Data in this exercise =>
_ _ _ _ _

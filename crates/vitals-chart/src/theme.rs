// File: crates/vitals-chart/src/theme.rs
// Summary: Light/Dark theming for chart rendering colors.

use crate::draw::Rgba;

#[derive(Clone, Copy, Debug, PartialEq)]
pub struct Theme {
    pub name: &'static str,
    pub background: Rgba,
    pub line: Rgba,
    pub tick: Rgba,
    pub label: Rgba,
    pub title: Rgba,
    pub grid: Rgba,
}

impl Theme {
    /// Red trace on white with black ticks and a gray headline.
    pub fn light() -> Self {
        Self {
            name: "light",
            background: Rgba::rgb(255, 255, 255),
            line: Rgba::rgb(255, 59, 48),
            tick: Rgba::rgb(0, 0, 0),
            label: Rgba::rgb(0, 0, 0),
            title: Rgba::rgb(142, 142, 147),
            grid: Rgba::rgb(229, 229, 234),
        }
    }

    pub fn dark() -> Self {
        Self {
            name: "dark",
            background: Rgba::rgb(18, 18, 20),
            line: Rgba::rgb(255, 69, 58),
            tick: Rgba::rgb(180, 180, 190),
            label: Rgba::rgb(235, 235, 245),
            title: Rgba::rgb(152, 152, 157),
            grid: Rgba::rgb(40, 40, 45),
        }
    }

    pub fn high_contrast_dark() -> Self {
        Self {
            name: "high-contrast-dark",
            background: Rgba::rgb(0x00, 0x00, 0x00),
            line: Rgba::rgb(0x00, 0xff, 0xff),
            tick: Rgba::rgb(0xff, 0xff, 0xff),
            label: Rgba::rgb(0xff, 0xff, 0xff),
            title: Rgba::rgb(0xcc, 0xcc, 0xcc),
            grid: Rgba::rgb(0x22, 0x22, 0x22),
        }
    }
}

impl Default for Theme {
    fn default() -> Self { Theme::light() }
}

/// Return a list of built-in theme presets.
pub fn presets() -> Vec<Theme> {
    vec![Theme::light(), Theme::dark(), Theme::high_contrast_dark()]
}

/// Find a theme by its `name`, falling back to light.
pub fn find(name: &str) -> Theme {
    for t in presets() { if t.name.eq_ignore_ascii_case(name) { return t; } }
    Theme::light()
}
// File: crates/demo/src/input.rs
// Summary: Input loading: metrics JSON dumps, `time,value` CSVs, or a synthetic heart-rate fallback.

use std::path::Path;

use anyhow::{Context, Result};
use rand::Rng;
use tracing::{debug, info, warn};

use vitals_chart::{MetricsSnapshot, Sample, Series, Signal};

#[derive(Clone, Copy, Debug, PartialEq, Eq)]
pub enum InputKind {
    Json,
    Csv,
}

impl InputKind {
    pub fn from_path(path: &Path) -> Option<Self> {
        let ext = path.extension()?.to_string_lossy().to_lowercase();
        match ext.as_str() {
            "json" => Some(InputKind::Json),
            "csv" => Some(InputKind::Csv),
            _ => None,
        }
    }
}

/// Read `path` once and capture a snapshot from it.
pub fn load_snapshot(path: &Path, csv_signal: Signal) -> Result<MetricsSnapshot> {
    if !path.exists() {
        anyhow::bail!("file not found: {}", path.display());
    }
    match InputKind::from_path(path) {
        Some(InputKind::Json) => {
            let payload = std::fs::read_to_string(path).with_context(|| format!("reading {}", path.display()))?;
            let snapshot = MetricsSnapshot::from_json_str(&payload)
                .with_context(|| format!("parsing metrics dump {}", path.display()))?;
            if snapshot.is_empty() {
                warn!(path = %path.display(), "metrics dump carried no known signals");
            }
            Ok(snapshot)
        }
        Some(InputKind::Csv) => {
            let series = load_series_csv(path).with_context(|| format!("failed to load CSV '{}'", path.display()))?;
            info!(samples = series.len(), signal = %csv_signal, "loaded CSV series");
            Ok(MetricsSnapshot::default().with_series(csv_signal, series))
        }
        None => anyhow::bail!("unsupported input (expected .json or .csv): {}", path.display()),
    }
}

/// Load a `time,value` CSV. Rows that fail to parse are skipped; without a
/// time column the row index is used.
pub fn load_series_csv(path: &Path) -> Result<Series> {
    let mut rdr = csv::ReaderBuilder::new()
        .has_headers(true)
        .trim(csv::Trim::All)
        .from_path(path)
        .with_context(|| format!("opening {}", path.display()))?;

    let headers = rdr.headers()?.iter().map(|h| h.to_lowercase()).collect::<Vec<_>>();
    debug!(?headers, "csv headers");

    let idx = |names: &[&str]| -> Option<usize> { headers.iter().position(|h| names.contains(&h.as_str())) };
    let i_time = idx(&["time", "t", "timestamp", "seconds"]);
    let Some(i_value) = idx(&["value", "v", "y", "hr", "rr"]) else {
        anyhow::bail!("no value column in headers {:?}", headers);
    };

    let mut samples = Vec::new();
    let mut skipped = 0usize;
    for (row, rec) in rdr.records().enumerate() {
        let rec = rec?;
        let parse = |i: usize| rec.get(i).and_then(|s| s.parse::<f64>().ok());
        let time = match i_time {
            Some(i) => parse(i),
            None => Some(row as f64),
        };
        match (time, parse(i_value)) {
            (Some(t), Some(v)) => samples.push(Sample::new(t, v)),
            _ => skipped += 1,
        }
    }
    if skipped > 0 {
        debug!(skipped, "skipped unparseable CSV rows");
    }
    Ok(Series::from_samples(samples))
}

/// Ten random heart-rate readings in `[60, 100]` at times `1..=10`, per signal.
pub fn synthetic_snapshot(signals: impl IntoIterator<Item = Signal>) -> MetricsSnapshot {
    let mut rng = rand::thread_rng();
    signals.into_iter().fold(MetricsSnapshot::default(), |snap, signal| {
        let series: Series = (1..=10).map(|t| (t as f64, rng.gen_range(60.0..=100.0))).collect();
        snap.with_series(signal, series)
    })
}
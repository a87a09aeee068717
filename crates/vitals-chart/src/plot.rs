// File: crates/vitals-chart/src/plot.rs
// Summary: Per-chart rendering configuration (title, axis labels, tick visibility).

use serde::{Deserialize, Serialize};

/// Rendering configuration for one chart. Built fresh for each render.
#[derive(Clone, Debug, PartialEq, Serialize, Deserialize)]
#[serde(default)]
pub struct PlotSpec {
    pub title: String,
    pub x_label: String,
    pub y_label: String,
    /// Draw the four Y tick labels along the leading edge.
    pub show_y_ticks: bool,
    /// Draw a flat line across the middle of the canvas when there is no data.
    pub empty_placeholder: bool,
}

impl PlotSpec {
    pub fn new(title: impl Into<String>, x_label: impl Into<String>, y_label: impl Into<String>) -> Self {
        Self {
            title: title.into(),
            x_label: x_label.into(),
            y_label: y_label.into(),
            ..Self::default()
        }
    }

    pub fn with_y_ticks(mut self, show: bool) -> Self {
        self.show_y_ticks = show;
        self
    }

    pub fn with_empty_placeholder(mut self, enabled: bool) -> Self {
        self.empty_placeholder = enabled;
        self
    }
}

impl Default for PlotSpec {
    fn default() -> Self {
        Self {
            title: String::new(),
            x_label: String::new(),
            y_label: String::new(),
            show_y_ticks: true,
            empty_placeholder: false,
        }
    }
}
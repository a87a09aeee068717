// File: crates/vitals-chart/src/signal.rs
// Summary: Logical signals exposed by the upstream vitals metrics payload.

use std::fmt;
use std::str::FromStr;

use serde::{Deserialize, Serialize};

use crate::error::ExtractError;
use crate::plot::PlotSpec;

#[derive(Clone, Copy, Debug, PartialEq, Eq, PartialOrd, Ord, Hash, Serialize, Deserialize)]
#[serde(rename_all = "kebab-case")]
pub enum Signal {
    PulseWaveform,
    BreathingWaveform,
    PulseRate,
    PulseRateConfidence,
    BreathingRate,
    BreathingAmplitude,
    ApneaDetection,
    BreathingBaseline,
    BloodPressurePhasic,
    RespiratoryLineLength,
    InhaleExhaleRatio,
    HeartRateVariability,
}

impl Signal {
    pub const ALL: [Signal; 12] = [
        Signal::PulseWaveform,
        Signal::BreathingWaveform,
        Signal::PulseRate,
        Signal::PulseRateConfidence,
        Signal::BreathingRate,
        Signal::BreathingAmplitude,
        Signal::ApneaDetection,
        Signal::BreathingBaseline,
        Signal::BloodPressurePhasic,
        Signal::RespiratoryLineLength,
        Signal::InhaleExhaleRatio,
        Signal::HeartRateVariability,
    ];

    /// Stable kebab-case name, matching the serde representation.
    pub fn name(self) -> &'static str {
        match self {
            Signal::PulseWaveform => "pulse-waveform",
            Signal::BreathingWaveform => "breathing-waveform",
            Signal::PulseRate => "pulse-rate",
            Signal::PulseRateConfidence => "pulse-rate-confidence",
            Signal::BreathingRate => "breathing-rate",
            Signal::BreathingAmplitude => "breathing-amplitude",
            Signal::ApneaDetection => "apnea-detection",
            Signal::BreathingBaseline => "breathing-baseline",
            Signal::BloodPressurePhasic => "blood-pressure-phasic",
            Signal::RespiratoryLineLength => "respiratory-line-length",
            Signal::InhaleExhaleRatio => "inhale-exhale-ratio",
            Signal::HeartRateVariability => "heart-rate-variability",
        }
    }

    /// Object keys leading to the signal's keyed trace in a metrics dump.
    pub fn json_path(self) -> &'static [&'static str] {
        match self {
            Signal::PulseWaveform => &["pulse", "hr_trace"],
            Signal::BreathingWaveform => &["breath", "rr_trace"],
            Signal::PulseRate => &["pulse", "hr"],
            Signal::PulseRateConfidence => &["pulse", "hr_confidence"],
            Signal::BreathingRate => &["breath", "rr"],
            Signal::BreathingAmplitude => &["breath", "amplitude"],
            Signal::ApneaDetection => &["breath", "apnea"],
            Signal::BreathingBaseline => &["breath", "baseline"],
            Signal::BloodPressurePhasic => &["blood_pressure", "phasic"],
            Signal::RespiratoryLineLength => &["breath", "rrl"],
            Signal::InhaleExhaleRatio => &["breath", "ie"],
            Signal::HeartRateVariability => &["pulse", "hrv"],
        }
    }

    /// Chart labels used when the caller has no opinion.
    pub fn default_plot(self) -> PlotSpec {
        let (title, y_label, ticks) = match self {
            Signal::PulseWaveform => ("Pulse Pleth", "Amplitude", false),
            Signal::BreathingWaveform => ("Breathing Pleth", "Amplitude", false),
            Signal::PulseRate => ("Pulse Rate", "BPM", true),
            Signal::PulseRateConfidence => ("Pulse Rate Confidence", "Confidence", true),
            Signal::BreathingRate => ("Breathing Rate", "BPM", true),
            Signal::BreathingAmplitude => ("Breathing Amplitude", "Amplitude", true),
            Signal::ApneaDetection => ("Apnea Detection", "Detected", true),
            Signal::BreathingBaseline => ("Breathing Baseline", "Baseline", true),
            Signal::BloodPressurePhasic => ("Blood Pressure Phasic", "Phasic", false),
            Signal::RespiratoryLineLength => ("Respiratory Line Length", "Length", true),
            Signal::InhaleExhaleRatio => ("Inhale/Exhale Ratio", "Ratio", true),
            Signal::HeartRateVariability => ("Heart Rate Variability", "HRV", true),
        };
        PlotSpec::new(title, "Time (s)", y_label).with_y_ticks(ticks)
    }
}

impl fmt::Display for Signal {
    fn fmt(&self, f: &mut fmt::Formatter<'_>) -> fmt::Result {
        f.write_str(self.name())
    }
}

impl FromStr for Signal {
    type Err = ExtractError;

    fn from_str(s: &str) -> Result<Self, Self::Err> {
        let wanted = s.trim();
        Signal::ALL
            .into_iter()
            .find(|sig| sig.name().eq_ignore_ascii_case(wanted))
            .ok_or_else(|| ExtractError::UnknownSignal(wanted.to_owned()))
    }
}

_ _ _ _ _

Task brief =>
Exactly repeat the lines running from the top of the listing to the line bearing "pub fn find(name: &str)", both of those lines included, and only them.

Reply to the exercise =>
filename crates/vitals-chart/src/theme.rs
// File: crates/vitals-chart/src/theme.rs
// Summary: Light/Dark theming for chart rendering colors.

use crate::draw::Rgba;

#[derive(Clone, Copy, Debug, PartialEq)]
pub struct Theme {
    pub name: &'static str,
    pub background: Rgba,
    pub line: Rgba,
    pub tick: Rgba,
    pub label: Rgba,
    pub title: Rgba,
    pub grid: Rgba,
}

impl Theme {
    /// Red trace on white with black ticks and a gray headline.
    pub fn light() -> Self {
        Self {
            name: "light",
            background: Rgba::rgb(255, 255, 255),
            line: Rgba::rgb(255, 59, 48),
            tick: Rgba::rgb(0, 0, 0),
            label: Rgba::rgb(0, 0, 0),
            title: Rgba::rgb(142, 142, 147),
            grid: Rgba::rgb(229, 229, 234),
        }
    }

    pub fn dark() -> Self {
        Self {
            name: "dark",
            background: Rgba::rgb(18, 18, 20),
            line: Rgba::rgb(255, 69, 58),
            tick: Rgba::rgb(180, 180, 190),
            label: Rgba::rgb(235, 235, 245),
            title: Rgba::rgb(152, 152, 157),
            grid: Rgba::rgb(40, 40, 45),
        }
    }

    pub fn high_contrast_dark() -> Self {
        Self {
            name: "high-contrast-dark",
            background: Rgba::rgb(0x00, 0x00, 0x00),
            line: Rgba::rgb(0x00, 0xff, 0xff),
            tick: Rgba::rgb(0xff, 0xff, 0xff),
            label: Rgba::rgb(0xff, 0xff, 0xff),
            title: Rgba::rgb(0xcc, 0xcc, 0xcc),
            grid: Rgba::rgb(0x22, 0x22, 0x22),
        }
    }
}

impl Default for Theme {
    fn default() -> Self { Theme::light() }
}

/// Return a list of built-in theme presets.
pub fn presets() -> Vec<Theme> {
    vec![Theme::light(), Theme::dark(), Theme::high_contrast_dark()]
}

/// Find a theme by its `name`, falling back to light.
pub fn find(name: &str) -> Theme {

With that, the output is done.